▶ Task item: Retype exactly the lines from the line with "use super::apply_edit;" to the end of the data, keeping both boundary lines.

+ + + +

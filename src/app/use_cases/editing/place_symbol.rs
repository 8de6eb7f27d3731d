//! Use-Case: Commit-Event der Symbol-Eingabe als Element einfügen.

use super::apply_edit;
use crate::app::state::{SymbolCommit, SymbolInstruction};
use crate::app::AppState;
use crate::core::{EditCommand, EditError, ElementClass, ElementKind, Rung, RungId};

/// Zielspalte im Hauptpfad für eine Anweisung.
///
/// Kontakte landen in der ersten freien Spalte vor der Ausgangsstufe,
/// Spulen in der am weitesten rechts liegenden freien Spalte hinter dem
/// letzten Eingang.
pub fn symbol_column(rung: &Rung, instruction: SymbolInstruction) -> Option<u16> {
    let free = |column: u16| rung.element_at(None, column).is_none();
    let class_columns = |class: ElementClass| {
        rung.elements
            .iter()
            .filter(move |e| e.kind.spec().class == class)
            .map(|e| e.position.column)
    };

    match instruction {
        SymbolInstruction::Contact => {
            let stage_start = class_columns(ElementClass::Output).min().unwrap_or(rung.width);
            (0..stage_start).find(|&c| free(c))
        }
        SymbolInstruction::Coil => {
            let after_inputs = class_columns(ElementClass::Input)
                .max()
                .map_or(0, |c| c + 1);
            (after_inputs..rung.width).rev().find(|&c| free(c))
        }
    }
}

/// Fügt das Commit-Event als Schließer bzw. Spule in den Strompfad ein.
pub fn place_symbol(state: &mut AppState, rung: RungId, commit: &SymbolCommit) -> anyhow::Result<()> {
    let target = state
        .program
        .rung(rung)
        .ok_or(EditError::RungNotFound(rung))?;
    let column = symbol_column(target, commit.instruction).ok_or(EditError::RungFull(rung))?;
    let kind = match commit.instruction {
        SymbolInstruction::Contact => ElementKind::NormallyOpen,
        SymbolInstruction::Coil => ElementKind::OutputEnergize,
    };

    log::debug!(
        "Symbol {:?} {} → Strompfad {} Spalte {}",
        commit.instruction,
        commit.device,
        rung,
        column
    );
    apply_edit(
        state,
        EditCommand::AddElement {
            rung,
            column,
            branch: None,
            kind,
            operands: vec![commit.device.clone()],
        },
    )
}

+ + + +

▶ Written answer:
use super::apply_edit;
use crate::app::state::{SymbolCommit, SymbolInstruction};
use crate::app::AppState;
use crate::core::{EditCommand, EditError, ElementClass, ElementKind, Rung, RungId};

/// Zielspalte im Hauptpfad für eine Anweisung.
///
/// Kontakte landen in der ersten freien Spalte vor der Ausgangsstufe,
/// Spulen in der am weitesten rechts liegenden freien Spalte hinter dem
/// letzten Eingang.
pub fn symbol_column(rung: &Rung, instruction: SymbolInstruction) -> Option<u16> {
    let free = |column: u16| rung.element_at(None, column).is_none();
    let class_columns = |class: ElementClass| {
        rung.elements
            .iter()
            .filter(move |e| e.kind.spec().class == class)
            .map(|e| e.position.column)
    };

    match instruction {
        SymbolInstruction::Contact => {
            let stage_start = class_columns(ElementClass::Output).min().unwrap_or(rung.width);
            (0..stage_start).find(|&c| free(c))
        }
        SymbolInstruction::Coil => {
            let after_inputs = class_columns(ElementClass::Input)
                .max()
                .map_or(0, |c| c + 1);
            (after_inputs..rung.width).rev().find(|&c| free(c))
        }
    }
}

/// Fügt das Commit-Event als Schließer bzw. Spule in den Strompfad ein.
pub fn place_symbol(state: &mut AppState, rung: RungId, commit: &SymbolCommit) -> anyhow::Result<()> {
    let target = state
        .program
        .rung(rung)
        .ok_or(EditError::RungNotFound(rung))?;
    let column = symbol_column(target, commit.instruction).ok_or(EditError::RungFull(rung))?;
    let kind = match commit.instruction {
        SymbolInstruction::Contact => ElementKind::NormallyOpen,
        SymbolInstruction::Coil => ElementKind::OutputEnergize,
    };

    log::debug!(
        "Symbol {:?} {} → Strompfad {} Spalte {}",
        commit.instruction,
        commit.device,
        rung,
        column
    );
    apply_edit(
        state,
        EditCommand::AddElement {
            rung,
            column,
            branch: None,
            kind,
            operands: vec![commit.device.clone()],
        },
    )
}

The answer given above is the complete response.